To its detractors, the al-Huda chain of Islamic schools across Pakistan is a driver of conservative Islam, especially among the secular elite. However, to the thousands who attend its classes across the country, it is a blessing.
Take Mariam Afzal, who says she was once so selfish she would take up two spots in a parking lot without a second thought. Back then, she knew little about Islam beyond the basic rituals. A decade later, the 30-year-old credits al-Huda with turning her into the veil-wearing Koran teacher she is today.
“It has really helped me become a better person,” she says.
Al-Huda’s popularity and rapid growth — and the criticism of it as a promoter of intolerance and gender segregation — is a sign of Pakistan’s swing away from the moderate, Sufi Islam-influenced sphere of South Asia toward the more conservative, Saudi-influenced Middle East.
That swing comes as religious observance is on the rise in many other Muslim countries, such as Egypt and Indonesia, especially after the Sept. 11 terror attacks on the US put a magnifying glass on Islam and its adherents.
The appeal of conservative Islam to the Pakistani elite — the same elite that gave Pakistan a female prime minister, Benazir Bhutto — has been brought into focus following the attempted car bombing in New York’s Times Square on May 1. The would-be bomber and most of a dozen others held were from educated, wealthier segments of the mostly impoverished country.
Founder Farhat Hashmi, 52, started al-Huda (Arabic for “guidance”) in her home with a small group of students in the early 1990s. Now, it caters to women and girls in Pakistan and elsewhere, including the US and Canada, where Hashmi now lives.
Al-Huda is distinct in several ways from other groups in Pakistan offering classes on Islam.
It offers a structured curriculum and a range of programs, a strong brand name and administration and it was conceived and run by women from the start, instead of being a branch of a male-dominated institution.
At its main campus in Islamabad, women wearing uniforms of head scarves and long robes sit in rows and take notes as teachers lead lessons on the meaning of the Koran. Children scamper through the multi-story facility. There’s a library, concession stands, a range of pamphlets, books and audiotapes.
Women can sign up for full-fledged diploma courses, taught in Urdu and English, or they can be “listeners,” just stopping by now and then.
Al-Huda administrators are vague on numbers, but Faiza Mushtaq, who is writing her dissertation on the movement, estimates at least 15,000 women have earned diplomas from al-Huda in Pakistan alone since 1994.

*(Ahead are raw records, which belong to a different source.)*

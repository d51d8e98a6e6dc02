use chrono::{Duration, Local};
use engine::energy::{
    EnergyStatus, MAX_ENERGY, consume, recovery_time, refill_if_new_day, status_of,
};
use engine::progress::{get_progress, save_progress};
use engine::{MemoryStore, Notice, Outbox};

#[test]
fn status_buckets() {
    assert_eq!(status_of(0), EnergyStatus::Empty);
    assert_eq!(status_of(1), EnergyStatus::Low);
    assert_eq!(status_of(5), EnergyStatus::Low);
    assert_eq!(status_of(6), EnergyStatus::Medium);
    assert_eq!(status_of(10), EnergyStatus::Medium);
    assert_eq!(status_of(11), EnergyStatus::High);
    assert_eq!(status_of(20), EnergyStatus::High);
}

#[test]
fn consume_decrements_and_stamps_refill() {
    let mut store = MemoryStore::new();
    let now = Local::now();
    assert!(consume(&mut store, 7, 1, now));
    let progress = get_progress(&store, 7, now.timestamp_millis());
    assert_eq!(progress.energy, MAX_ENERGY - 1);
    assert_eq!(progress.last_refill_ms, now.timestamp_millis());
}

#[test]
fn consume_refuses_when_short_and_never_goes_negative() {
    let mut store = MemoryStore::new();
    let now = Local::now();
    let now_ms = now.timestamp_millis();

    let mut progress = get_progress(&store, 7, now_ms);
    progress.energy = 0;
    save_progress(&mut store, 7, &progress);

    assert!(!consume(&mut store, 7, 1, now));
    assert_eq!(get_progress(&store, 7, now_ms).energy, 0);

    // Also short when asking for more than the whole pool.
    assert!(!consume(&mut store, 8, MAX_ENERGY + 1, now));
    assert_eq!(get_progress(&store, 8, now_ms).energy, MAX_ENERGY);
}

#[test]
fn refill_triggers_on_a_new_calendar_day() {
    let mut store = MemoryStore::new();
    let mut outbox = Outbox::new();
    let now = Local::now();
    let now_ms = now.timestamp_millis();

    let mut progress = get_progress(&store, 7, now_ms);
    progress.energy = 3;
    progress.last_reset_ms = (now - Duration::days(2)).timestamp_millis();
    save_progress(&mut store, 7, &progress);

    refill_if_new_day(&mut store, &mut outbox, 7, now);
    let after = get_progress(&store, 7, now_ms);
    assert_eq!(after.energy, MAX_ENERGY);
    assert_eq!(after.last_reset_ms, now_ms);
    assert_eq!(after.last_refill_ms, now_ms);
    assert_eq!(outbox.drain(), vec![Notice::EnergyRestored]);
}

#[test]
fn refill_is_a_no_op_within_the_same_day() {
    let mut store = MemoryStore::new();
    let mut outbox = Outbox::new();
    let now = Local::now();
    let now_ms = now.timestamp_millis();

    let mut progress = get_progress(&store, 7, now_ms);
    progress.energy = 3;
    progress.last_reset_ms = now_ms;
    save_progress(&mut store, 7, &progress);

    refill_if_new_day(&mut store, &mut outbox, 7, now);
    assert_eq!(get_progress(&store, 7, now_ms).energy, 3);
    assert!(outbox.is_empty());
}

#[test]
fn recovery_estimate_is_hourly_linear_and_none_when_full() {
    let mut store = MemoryStore::new();
    let now = Local::now();
    let now_ms = now.timestamp_millis();

    assert!(recovery_time(&store, 7, now).is_none());

    let mut progress = get_progress(&store, 7, now_ms);
    progress.energy = MAX_ENERGY - 2;
    progress.last_refill_ms = now_ms;
    save_progress(&mut store, 7, &progress);

    let eta = recovery_time(&store, 7, now).expect("pool is short");
    assert_eq!(eta.timestamp_millis(), now_ms + 2 * 60 * 60 * 1000);
}
//! Deterministic stat derivation and per-level growth.
//!
//! A character's level-1 stats are a pure function of its NFT id, so the
//! same token always yields the same base rolls. Combat stats are never
//! stored: they are rederived from the seed plus the persisted level.

use rand::{RngCore, SeedableRng};
use rand_chacha::ChaCha8Rng;
use serde::{Deserialize, Serialize};

use crate::energy::MAX_ENERGY;
use crate::progress::get_progress;
use crate::store::{KvStore, STATS_HISTORY_KEY, read_or_default, write_record};

pub const BASE_HEALTH: i32 = 100;
/// Base rolls land in 5..=50.
pub const BASE_STAT_MIN: u32 = 5;
pub const BASE_STAT_SPAN: u32 = 46;
const SEED_MULTIPLIER: u64 = 1337;

pub const STRENGTH_PER_LEVEL: f64 = 2.0;
pub const SPEED_PER_LEVEL: f64 = 1.5;
pub const AGILITY_PER_LEVEL: f64 = 1.5;

const STATS_HISTORY_CAP: usize = 10;

#[derive(Debug, Clone, Copy, PartialEq, Eq, Serialize, Deserialize)]
pub struct Stats {
    pub health: i32,
    pub strength: i32,
    pub agility: i32,
    pub speed: i32,
    pub energy: i32,
}

#[derive(Debug, Clone, PartialEq, Serialize, Deserialize)]
pub struct Character {
    pub id: u64,
    pub name: String,
    pub level: u32,
    pub experience: u64,
    pub stats: Stats,
    /// Presentation-only; the engine never dereferences it.
    pub image_url: String,
}

/// Level-1 rolls for an NFT id. The modulo reduction is slightly biased
/// toward the low end of the range; that bias is part of the published
/// stat distribution and callers must tolerate it rather than correct it.
pub fn derive_base_stats(nft_id: u64) -> Stats {
    let mut rng = ChaCha8Rng::seed_from_u64(nft_id.wrapping_mul(SEED_MULTIPLIER));
    let mut roll = || (BASE_STAT_MIN + rng.next_u32() % BASE_STAT_SPAN) as i32;
    Stats {
        health: BASE_HEALTH,
        strength: roll(),
        agility: roll(),
        speed: roll(),
        energy: MAX_ENERGY,
    }
}

/// Apply per-level growth to level-1 base stats, flooring each attribute
/// after summation. Health and energy do not grow.
pub fn stats_at_level(base: Stats, level: u32) -> Stats {
    let steps = level.saturating_sub(1) as f64;
    Stats {
        strength: (base.strength as f64 + STRENGTH_PER_LEVEL * steps).floor() as i32,
        speed: (base.speed as f64 + SPEED_PER_LEVEL * steps).floor() as i32,
        agility: (base.agility as f64 + AGILITY_PER_LEVEL * steps).floor() as i32,
        ..base
    }
}

pub fn image_url_for(nft_id: u64) -> String {
    format!("images/{nft_id}.png")
}

/// Build a playable character: stored progress plus seed-derived stats
/// grown to the stored level. Also appends a stats-history audit entry.
pub fn character_from_nft(
    store: &mut dyn KvStore,
    nft_id: u64,
    name: &str,
    now_ms: i64,
) -> Character {
    let progress = get_progress(store, nft_id, now_ms);
    let mut stats = stats_at_level(derive_base_stats(nft_id), progress.level);
    stats.energy = progress.energy;
    record_stats_history(store, progress.level, stats, now_ms);
    Character {
        id: nft_id,
        name: name.to_string(),
        level: progress.level,
        experience: progress.experience,
        stats,
        image_url: image_url_for(nft_id),
    }
}

/// Level-match an adversary: force its level to the player's and reapply
/// the same growth curve to its level-1 base stats, so evasion, crits,
/// and weaponry decide the fight rather than a stat gap.
pub fn scale_opponent(base: &Character, player_level: u32) -> Character {
    let mut scaled = base.clone();
    scaled.level = player_level;
    scaled.stats = stats_at_level(base.stats, player_level);
    scaled
}

#[derive(Debug, Clone, Copy, PartialEq, Serialize, Deserialize)]
pub struct StatsHistoryEntry {
    pub timestamp_ms: i64,
    pub level: u32,
    pub stats: Stats,
}

/// Bounded audit log of derived stats, most recent last.
pub fn stats_history(store: &dyn KvStore) -> Vec<StatsHistoryEntry> {
    read_or_default(store, STATS_HISTORY_KEY).unwrap_or_default()
}

fn record_stats_history(store: &mut dyn KvStore, level: u32, stats: Stats, now_ms: i64) {
    let mut history = stats_history(store);
    history.push(StatsHistoryEntry {
        timestamp_ms: now_ms,
        level,
        stats,
    });
    while history.len() > STATS_HISTORY_CAP {
        history.remove(0);
    }
    write_record(store, STATS_HISTORY_KEY, &history);
}
//! High-level game operations: battle sessions with their settlement
//! rules, the weapon-shop purchase flow, and catalog loading.

use std::fs;

use anyhow::{Context, Result, bail};
use chrono::{DateTime, Local};
use serde::{Deserialize, Serialize};
use tracing::debug;

use crate::Rolls;
use crate::battle::{Battle, Phase};
use crate::content;
use crate::currency::{STARTING_GRANT, VICTORY_REWARD, adjust_balance, balance_of};
use crate::energy::{self, EnergyStatus, can_battle, refill_if_new_day, status_of};
use crate::events::{Notice, Outbox};
use crate::level::battle_experience;
use crate::progress::{add_experience, get_progress};
use crate::stats::{Character, character_from_nft, derive_base_stats, image_url_for, scale_opponent};
use crate::store::KvStore;
use crate::weapons::{Weapon, buy_weapon, equipped_weapon, find_weapon};

/// Safety cap for the non-interactive loop. The damage floor makes
/// endless battles impossible in practice; this only guards a logic bug.
const MAX_TURNS: u32 = 1000;

#[derive(Debug, Clone, Deserialize)]
#[serde(rename_all = "snake_case")]
pub struct ArenaConfig {
    pub nft_id: u64,
    pub name: String,
    pub opponent_id: u64,
    pub opponent_name: String,
    pub wallet: String,
    #[serde(default)]
    pub seed: u64,
}

#[derive(Debug, Clone, Serialize)]
#[serde(rename_all = "snake_case")]
pub struct ArenaResult {
    pub victory: bool,
    pub turns: u32,
    pub player_health_end: i32,
    pub opponent_health_end: i32,
    pub experience_gained: u64,
    pub spk_gained: u64,
    pub level_after: u32,
    pub energy_left: i32,
    pub log: Vec<String>,
}

/// One in-progress battle for one player session.
///
/// Nothing is persisted while the battle runs; dropping the session at any
/// non-terminal point discards it completely. Only a terminal outcome is
/// settled: experience applied, one energy spent win or lose, currency
/// credited on victory.
pub struct BattleSession<'a> {
    store: &'a mut dyn KvStore,
    outbox: &'a mut Outbox,
    rolls: Rolls,
    wallet: String,
    battle: Battle,
    turns: u32,
    result: Option<ArenaResult>,
}

impl<'a> BattleSession<'a> {
    /// Try the daily refill, derive both combatants, and open the battle.
    /// Fails when the character has no energy left. If the opponent is
    /// faster it lands its opening attack before control returns.
    pub fn begin(
        store: &'a mut dyn KvStore,
        outbox: &'a mut Outbox,
        catalog: &[Weapon],
        cfg: &ArenaConfig,
        now: DateTime<Local>,
    ) -> Result<Self> {
        let now_ms = now.timestamp_millis();
        refill_if_new_day(store, outbox, cfg.nft_id, now);

        let player = character_from_nft(store, cfg.nft_id, &cfg.name, now_ms);
        if !can_battle(&player) {
            bail!("{} has no energy left to battle", player.name);
        }

        let base_opponent = Character {
            id: cfg.opponent_id,
            name: cfg.opponent_name.clone(),
            level: 1,
            experience: 0,
            stats: derive_base_stats(cfg.opponent_id),
            image_url: image_url_for(cfg.opponent_id),
        };
        let opponent = scale_opponent(&base_opponent, player.level);

        let player_bonus = equipped_weapon(store, catalog, player.id)
            .map(|weapon| weapon.damage)
            .unwrap_or(0);
        let opponent_bonus = equipped_weapon(store, catalog, opponent.id)
            .map(|weapon| weapon.damage)
            .unwrap_or(0);

        let mut rolls = Rolls::from_seed(cfg.seed);
        let battle = Battle::new(&mut rolls, player, opponent, player_bonus, opponent_bonus);
        let mut session = Self {
            store,
            outbox,
            rolls,
            wallet: cfg.wallet.clone(),
            battle,
            turns: 0,
            result: None,
        };
        if session.battle.phase() == Phase::OpponentTurn {
            session.battle.step(&mut session.rolls);
            session.turns += 1;
            session.settle_if_finished(now);
        }
        Ok(session)
    }

    /// The single external input. Ignored (returns false, no state
    /// change) unless it is the player's turn and the battle is live; a
    /// non-terminal player attack is answered by the opponent's
    /// counterattack before control returns.
    pub fn submit_attack(&mut self, now: DateTime<Local>) -> bool {
        if self.battle.phase() != Phase::PlayerTurn {
            return false;
        }
        self.battle.step(&mut self.rolls);
        self.turns += 1;
        if !self.battle.is_finished() {
            self.battle.step(&mut self.rolls);
            self.turns += 1;
        }
        self.settle_if_finished(now);
        true
    }

    /// Walk away mid-battle: nothing was persisted, nothing is.
    pub fn abandon(self) {}

    pub fn battle(&self) -> &Battle {
        &self.battle
    }

    /// `Some` once the battle has been settled.
    pub fn result(&self) -> Option<&ArenaResult> {
        self.result.as_ref()
    }

    pub fn into_result(self) -> Option<ArenaResult> {
        self.result
    }

    fn settle_if_finished(&mut self, now: DateTime<Local>) {
        if self.result.is_some() {
            return;
        }
        let Some(victory) = self.battle.victory() else {
            return;
        };

        let player_id = self.battle.player().id;
        let gained = battle_experience(
            self.battle.player().level,
            self.battle.opponent().level,
            victory,
        );
        let progress = add_experience(self.store, self.outbox, player_id, gained, now.timestamp_millis());
        energy::consume(self.store, player_id, 1, now);

        let energy_left = get_progress(self.store, player_id, now.timestamp_millis()).energy;
        match status_of(energy_left) {
            EnergyStatus::Empty => self.outbox.push(Notice::EnergyEmpty),
            EnergyStatus::Low => self.outbox.push(Notice::EnergyLow {
                energy: energy_left,
            }),
            _ => {}
        }

        let spk_gained = if victory {
            adjust_balance(self.store, &self.wallet, VICTORY_REWARD as i64);
            VICTORY_REWARD
        } else {
            0
        };

        debug!(
            player_id,
            victory, gained, spk_gained, energy_left, "battle settled"
        );
        self.result = Some(ArenaResult {
            victory,
            turns: self.turns,
            player_health_end: self.battle.player_health(),
            opponent_health_end: self.battle.opponent_health(),
            experience_gained: gained,
            spk_gained,
            level_after: progress.level,
            energy_left,
            log: self.battle.log().to_vec(),
        });
    }
}

/// Run a whole battle non-interactively (the player attacks whenever it
/// is their turn). Used by the CLI and the Monte Carlo harness.
pub fn simulate_battle(
    store: &mut dyn KvStore,
    outbox: &mut Outbox,
    catalog: &[Weapon],
    cfg: &ArenaConfig,
    now: DateTime<Local>,
) -> Result<ArenaResult> {
    let mut session = BattleSession::begin(store, outbox, catalog, cfg, now)?;
    while session.result().is_none() {
        if session.turns >= MAX_TURNS {
            bail!("battle failed to terminate within {MAX_TURNS} turns");
        }
        session.submit_attack(now);
    }
    session
        .into_result()
        .context("finished battle must carry a result")
}

/// Credit the starting grant to a wallet seen with a zero balance, as the
/// reference client does on connect. Returns the balance afterwards.
pub fn ensure_starting_balance(store: &mut dyn KvStore, address: &str) -> u64 {
    let balance = balance_of(store, address);
    if balance == 0 {
        adjust_balance(store, address, STARTING_GRANT as i64);
        return balance_of(store, address);
    }
    balance
}

/// Shop purchase: grant the weapon, then debit the wallet, in the
/// reference order. The two writes are independent; a storage failure
/// between them can leave the pair inconsistent, accepted for a
/// single-session store.
pub fn purchase_weapon(
    store: &mut dyn KvStore,
    catalog: &[Weapon],
    character_id: u64,
    weapon_id: u64,
    wallet: &str,
) -> bool {
    let Some(price) = find_weapon(catalog, weapon_id).map(|weapon| weapon.price) else {
        return false;
    };
    let balance = balance_of(store, wallet);
    if !buy_weapon(store, catalog, character_id, weapon_id, balance) {
        return false;
    }
    adjust_balance(store, wallet, -(price as i64))
}

/// The embedded three-tier catalog.
pub fn builtin_catalog() -> Result<Vec<Weapon>> {
    serde_json::from_str(content::builtin_weapons()).context("parse built-in weapon catalog")
}

/// Load a replacement catalog from a JSON file.
pub fn load_catalog(path: &str) -> Result<Vec<Weapon>> {
    let text =
        fs::read_to_string(path).with_context(|| format!("failed to read catalog JSON: {path}"))?;
    serde_json::from_str(&text).with_context(|| format!("failed to parse catalog JSON: {path}"))
}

Most of al-Huda’s revenue appears to come from sales of its materials and donations.
The school is particularly appealing because it teaches the Koran using Urdu and English translations as opposed to Arabic, which most Pakistanis don’t know.
“My vision is that the Koran reaches everyone, because it is Allah’s message to humanity,” Hashmi said in an interview during a recent visit to Islamabad. Al-Huda is “a kind of women’s empowerment program and I think knowledge is the best way to empower women, especially spiritual knowledge.”
Pervez Hoodbhoy, a nuclear scientist and critic of hardline Islam, has written about the spread of religious conservatism in Pakistan and has pointed to Hashmi as one of its principal forces.